Problem statement =
Please give back, word for word, only the lines starting at the one containing "self.prev_hash == Hash::ZERO" and ending at the one containing "if succ.index != self.index" within the material below.

Supplied information =
// Canonical byte encoding used for all content hashing

use crate::core::Hash;

/// Deterministic byte encoding: integers in fixed-width big-endian, 32-byte
/// digests verbatim, sequences prefixed with their u64 length, record fields
/// in declaration order. The output must be byte-identical across platforms
/// so that content hashes are portable.
pub trait CanonicalEncode {
    fn encode_into(&self, buf: &mut Vec<u8>);

    fn encode(&self) -> Vec<u8> {
        let mut buf = Vec::new();
        self.encode_into(&mut buf);
        buf
    }
}

impl CanonicalEncode for u8 {
    fn encode_into(&self, buf: &mut Vec<u8>) {
        buf.push(*self);
    }
}

impl CanonicalEncode for u64 {
    fn encode_into(&self, buf: &mut Vec<u8>) {
        buf.extend_from_slice(&self.to_be_bytes());
    }
}

impl CanonicalEncode for i64 {
    fn encode_into(&self, buf: &mut Vec<u8>) {
        buf.extend_from_slice(&self.to_be_bytes());
    }
}

impl CanonicalEncode for Hash {
    fn encode_into(&self, buf: &mut Vec<u8>) {
        buf.extend_from_slice(&self.0);
    }
}

impl<T: CanonicalEncode> CanonicalEncode for [T] {
    fn encode_into(&self, buf: &mut Vec<u8>) {
        (self.len() as u64).encode_into(buf);
        for item in self {
            item.encode_into(buf);
        }
    }
}

impl<T: CanonicalEncode> CanonicalEncode for Vec<T> {
    fn encode_into(&self, buf: &mut Vec<u8>) {
        self.as_slice().encode_into(buf);
    }
}
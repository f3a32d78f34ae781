// Proof of work: the nonce scan

use crate::core::{Block, BlockHeader, ContentHash, Hash};

/// Scan nonces from zero until the header hash reaches the target's leading
/// zero count; returns the winning hash. Terminates with probability 1 for
/// any target below 256 bits.
pub fn mine_header(header: &mut BlockHeader) -> Hash {
    header.nonce = 0;
    let mut attempts = 0u64;
    loop {
        let hash = header.hash();
        if hash.leading_zeros() >= header.target as u32 {
            return hash;
        }
        header.nonce += 1;

        attempts += 1;
        if attempts % 100_000 == 0 {
            log::debug!(
                "mining block {}: {} attempts at target {}",
                header.index,
                attempts,
                header.target
            );
        }
    }
}

impl<T: ContentHash> Block<T> {
    /// Mine this block in place, refreshing the cached block hash.
    pub fn mine(&mut self) {
        self.block_hash = mine_header(&mut self.header);
    }
}
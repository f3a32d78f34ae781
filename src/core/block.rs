// Block header and the generic block pairing a payload with its proof

use crate::constants::TIME_TOLERANCE_MS;
use crate::core::{content_hash, now_ms, CanonicalEncode, Hash};
use crate::error::ValidationError;

/// Block header. `diff` accumulates `2^target` over the whole chain and is
/// what competing tips are ranked by.
#[derive(Debug, Clone, Copy, PartialEq, Eq)]
pub struct BlockHeader {
    /// Position in the chain; `chain[index]` holds this block
    pub index: u64,
    /// Block hash of the predecessor, zero for genesis
    pub prev_hash: Hash,
    /// Content hash of the block payload
    pub inner_hash: Hash,
    /// Cumulative difficulty up to and including this block
    pub diff: u64,
    /// Minimum leading-zero-bit count the block hash must reach
    pub target: u8,
    /// Creation time, milliseconds since the Unix epoch
    pub timestamp: i64,
    /// The proof of work
    pub nonce: u64,
}

impl CanonicalEncode for BlockHeader {
    fn encode_into(&self, buf: &mut Vec<u8>) {
        self.index.encode_into(buf);
        self.prev_hash.encode_into(buf);
        self.inner_hash.encode_into(buf);
        self.diff.encode_into(buf);
        self.target.encode_into(buf);
        self.timestamp.encode_into(buf);
        self.nonce.encode_into(buf);
    }
}

impl BlockHeader {
    /// Header for an index-0 block committing to `inner_hash`.
    pub fn genesis(inner_hash: Hash) -> Self {
        Self {
            index: 0,
            prev_hash: Hash::ZERO,
            inner_hash,
            diff: 1,
            target: 0,
            timestamp: now_ms(),
            nonce: 0,
        }
    }

    pub fn hash(&self) -> Hash {
        content_hash(self)
    }

    pub fn is_genesis_shape(&self) -> bool {
        self.index == 0
            && self.prev_hash == Hash::ZERO
            && self.diff == 1
            && self.target == 0
            && self.nonce == 0
    }

    /// From-the-far-future rule.
    pub fn validate_standalone(&self) -> Result<(), ValidationError> {
        if self.timestamp - TIME_TOLERANCE_MS >= now_ms() {
            return Err(ValidationError::ClockSkew);
        }
        Ok(())
    }

    /// Adjacency rules between this header and its successor.
    pub fn validate_successor(&self, succ: &BlockHeader) -> Result<(), ValidationError> {
        if succ.index != self.index + 1 {
            return Err(ValidationError::IndexMismatch {
                expected: self.index + 1,
                got: succ.index,
            });
        }
        if succ.diff != self.diff + (1u64 << succ.target) {
            return Err(ValidationError::DiffMismatch { index: succ.index });
        }
        if succ.timestamp <= self.timestamp - TIME_TOLERANCE_MS {
            return Err(ValidationError::ClockSkew);
        }
        if succ.prev_hash != self.hash() {
            return Err(ValidationError::PrevHashMismatch { index: succ.index });
        }
        Ok(())
    }
}

/// Capability a block payload must expose: a stable content hash the header
/// commits to.
pub trait ContentHash {
    fn content_hash(&self) -> Hash;
}

// Chain mechanics stay testable with plain integers as payload.
impl ContentHash for i64 {
    fn content_hash(&self) -> Hash {
        content_hash(self)
    }
}

/// A mined (or not-yet-mined) block: header, typed payload and the cached
/// block hash.
#[derive(Debug, Clone, PartialEq, Eq)]
pub struct Block<T> {
    pub header: BlockHeader,
    pub data: T,
    pub block_hash: Hash,
}

impl<T: ContentHash> Block<T> {
    /// Pair a header with its payload; the header's inner hash is set from
    /// the payload and the block hash is cached.
    pub fn new(mut header: BlockHeader, data: T) -> Self {
        header.inner_hash = data.content_hash();
        let block_hash = header.hash();
        Self { header, data, block_hash }
    }

    /// Index-0 block carrying `data`.
    pub fn genesis(data: T) -> Self {
        let header = BlockHeader::genesis(data.content_hash());
        let block_hash = header.hash();
        Self { header, data, block_hash }
    }

    /// Checks the payload commitment, the cached hash, the proof of work and
    /// the clock-skew rule.
    pub fn validate(&self) -> Result<(), ValidationError> {
        let inner = self.data.content_hash();
        if inner != self.header.inner_hash {
            return Err(ValidationError::HashMismatch {
                computed: inner,
                stored: self.header.inner_hash,
            });
        }
        let computed = self.header.hash();
        if computed != self.block_hash {
            return Err(ValidationError::HashMismatch {
                computed,
                stored: self.block_hash,
            });
        }
        let zeros = self.block_hash.leading_zeros();
        if zeros < self.header.target as u32 {
            return Err(ValidationError::TargetNotMet {
                required: self.header.target,
                got: zeros,
            });
        }
        self.header.validate_standalone()
    }
}
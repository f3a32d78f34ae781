// In-memory UTXO set with per-address and per-input indices

use crate::core::{Address, BlockTransactions, LedgerChain, RegularTransaction, TxData, TxIn, TxOut};
use crate::error::UtxoError;
use serde::Serialize;
use std::collections::{BTreeSet, HashMap, HashSet};

/// Outputs spent by an applied transaction; feeding them back to `undo`
/// restores the set, since spent outputs are not reconstructible from the
/// post-state alone.
pub type SpentOutputs = Vec<(TxIn, TxOut)>;

/// One address's balance in a summary report.
#[derive(Debug, Clone, PartialEq, Eq, Serialize)]
pub struct Tally {
    pub address: Address,
    pub amount: u64,
}

/// The unspent-output set. `by_txin` maps every live output reference to its
/// output; `by_address` groups the same references by owning address. The
/// two indices always agree, and no address maps to an empty set.
#[derive(Debug, Clone, Default, PartialEq, Eq)]
pub struct UtxoDb {
    by_address: HashMap<Address, BTreeSet<TxIn>>,
    by_txin: HashMap<TxIn, TxOut>,
}

impl UtxoDb {
    pub fn new() -> Self {
        Self::default()
    }

    /// Replay a whole chain from genesis. The canonical way to restore the
    /// set after a reorg.
    pub fn from_chain(chain: &LedgerChain) -> Self {
        let mut db = Self::new();
        for block in chain.blocks() {
            db.apply_block(&block.data);
        }
        db
    }

    /// Consume the inputs and create the outputs of an already-validated
    /// transaction. Returns the spent outputs for `undo`.
    ///
    /// Panics if an input does not reference a live output; callers must
    /// have validated the transaction against this exact state.
    pub fn apply(&mut self, td: &TxData) -> SpentOutputs {
        let mut spent = Vec::with_capacity(td.tx_ins.len());
        for tx_in in &td.tx_ins {
            let tx_out = match self.by_txin.remove(tx_in) {
                Some(out) => out,
                None => panic!("utxo index corrupt: applied input {tx_in} is unknown"),
            };
            self.forget_input(tx_out.address, tx_in);
            spent.push((*tx_in, tx_out));
        }

        let tx_id = td.tx_id();
        for (k, tx_out) in td.tx_outs.iter().enumerate() {
            let tx_in = TxIn { tx_id, out_idx: k as u64 };
            self.by_address.entry(tx_out.address).or_default().insert(tx_in);
            self.by_txin.insert(tx_in, *tx_out);
        }
        spent
    }

    /// Exact inverse of `apply`: drop the outputs the transaction created
    /// and restore the outputs it spent. `apply` followed by `undo` with no
    /// intervening mutation is an identity.
    pub fn undo(&mut self, td: &TxData, spent: SpentOutputs) {
        let tx_id = td.tx_id();
        for k in 0..td.tx_outs.len() {
            let tx_in = TxIn { tx_id, out_idx: k as u64 };
            let tx_out = match self.by_txin.remove(&tx_in) {
                Some(out) => out,
                None => panic!("utxo index corrupt: undone output {tx_in} is unknown"),
            };
            self.forget_input(tx_out.address, &tx_in);
        }
        for (tx_in, tx_out) in spent {
            self.by_address.entry(tx_out.address).or_default().insert(tx_in);
            self.by_txin.insert(tx_in, tx_out);
        }
    }

    fn forget_input(&mut self, address: Address, tx_in: &TxIn) {
        if let Some(set) = self.by_address.get_mut(&address) {
            set.remove(tx_in);
            if set.is_empty() {
                self.by_address.remove(&address);
            }
        }
    }

    /// Apply a block payload: the coinbase, then every regular transaction
    /// in order.
    pub fn apply_block(&mut self, bt: &BlockTransactions) {
        for tx in bt.transactions() {
            self.apply(tx.tx_data());
        }
    }

    /// Check a spend against the current set. Assumes `tx.validate()` has
    /// already passed (id and signature). Check order is fixed: duplicate
    /// input, unknown input, foreign input, then the amount accounting.
    pub fn validate_regular(&self, tx: &RegularTransaction) -> Result<(), UtxoError> {
        let address = tx.witness.address();
        let mut claimed = HashSet::new();
        let mut in_sum = 0u64;
        for tx_in in &tx.tx_data.tx_ins {
            if !claimed.insert(*tx_in) {
                return Err(UtxoError::DoubleSpend(*tx_in));
            }
            let tx_out = self
                .by_txin
                .get(tx_in)
                .ok_or(UtxoError::UnknownInput(*tx_in))?;
            if tx_out.address != address {
                return Err(UtxoError::AddressMismatch(*tx_in));
            }
            in_sum += tx_out.amount;
        }

        let out_sum: u64 = tx.tx_data.tx_outs.iter().map(|out| out.amount).sum();
        if in_sum < out_sum {
            return Err(UtxoError::InsufficientFunds { have: in_sum, need: out_sum });
        }
        let fee = in_sum - out_sum;
        if fee != tx.transaction_fee {
            return Err(UtxoError::FeeMismatch {
                computed: fee,
                declared: tx.transaction_fee,
            });
        }
        Ok(())
    }

    /// Select the mempool transactions that are valid in sequence against a
    /// tentative copy of the current state. Earlier selections can fund
    /// later ones; conflicting spends are skipped. The set is left exactly
    /// as it was found.
    pub fn filter_mempool(&mut self, mempool: &[RegularTransaction]) -> Vec<RegularTransaction> {
        let mut selected = Vec::new();
        let mut undo_stack = Vec::new();
        for tx in mempool {
            if let Err(err) = self.validate_regular(tx) {
                log::debug!("mempool tx {} skipped: {err}", tx.tx_id);
                continue;
            }
            let spent = self.apply(&tx.tx_data);
            undo_stack.push((tx.tx_data.clone(), spent));
            selected.push(tx.clone());
        }
        while let Some((td, spent)) = undo_stack.pop() {
            self.undo(&td, spent);
        }
        selected
    }

    /// Unspent references owned by `address`, in set order, with their
    /// outputs.
    pub fn unspent_inputs(&self, address: Address) -> impl Iterator<Item = (TxIn, &TxOut)> {
        self.by_address
            .get(&address)
            .into_iter()
            .flat_map(|set| set.iter())
            .map(move |tx_in| {
                let tx_out = self
                    .by_txin
                    .get(tx_in)
                    .unwrap_or_else(|| panic!("utxo index corrupt: {tx_in} has no output"));
                (*tx_in, tx_out)
            })
    }

    pub fn available_funds(&self, address: Address) -> u64 {
        self.unspent_inputs(address).map(|(_, out)| out.amount).sum()
    }

    /// Balance of every funded address, ascending by amount; ties break on
    /// address bytes so the order is reproducible.
    pub fn summary(&self) -> Vec<Tally> {
        let mut tallies: Vec<Tally> = self
            .by_address
            .keys()
            .map(|&address| Tally { address, amount: self.available_funds(address) })
            .collect();
        tallies.sort_by(|a, b| a.amount.cmp(&b.amount).then_with(|| a.address.cmp(&b.address)));
        tallies
    }
}
// Wallet: key pair and spend construction

mod keys;
mod tx_builder;

pub use keys::Wallet;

Written response =
            && self.prev_hash == Hash::ZERO
            && self.diff == 1
            && self.target == 0
            && self.nonce == 0
    }

    /// From-the-far-future rule.
    pub fn validate_standalone(&self) -> Result<(), ValidationError> {
        if self.timestamp - TIME_TOLERANCE_MS >= now_ms() {
            return Err(ValidationError::ClockSkew);
        }
        Ok(())
    }

    /// Adjacency rules between this header and its successor.
    pub fn validate_successor(&self, succ: &BlockHeader) -> Result<(), ValidationError> {
        if succ.index != self.index + 1 {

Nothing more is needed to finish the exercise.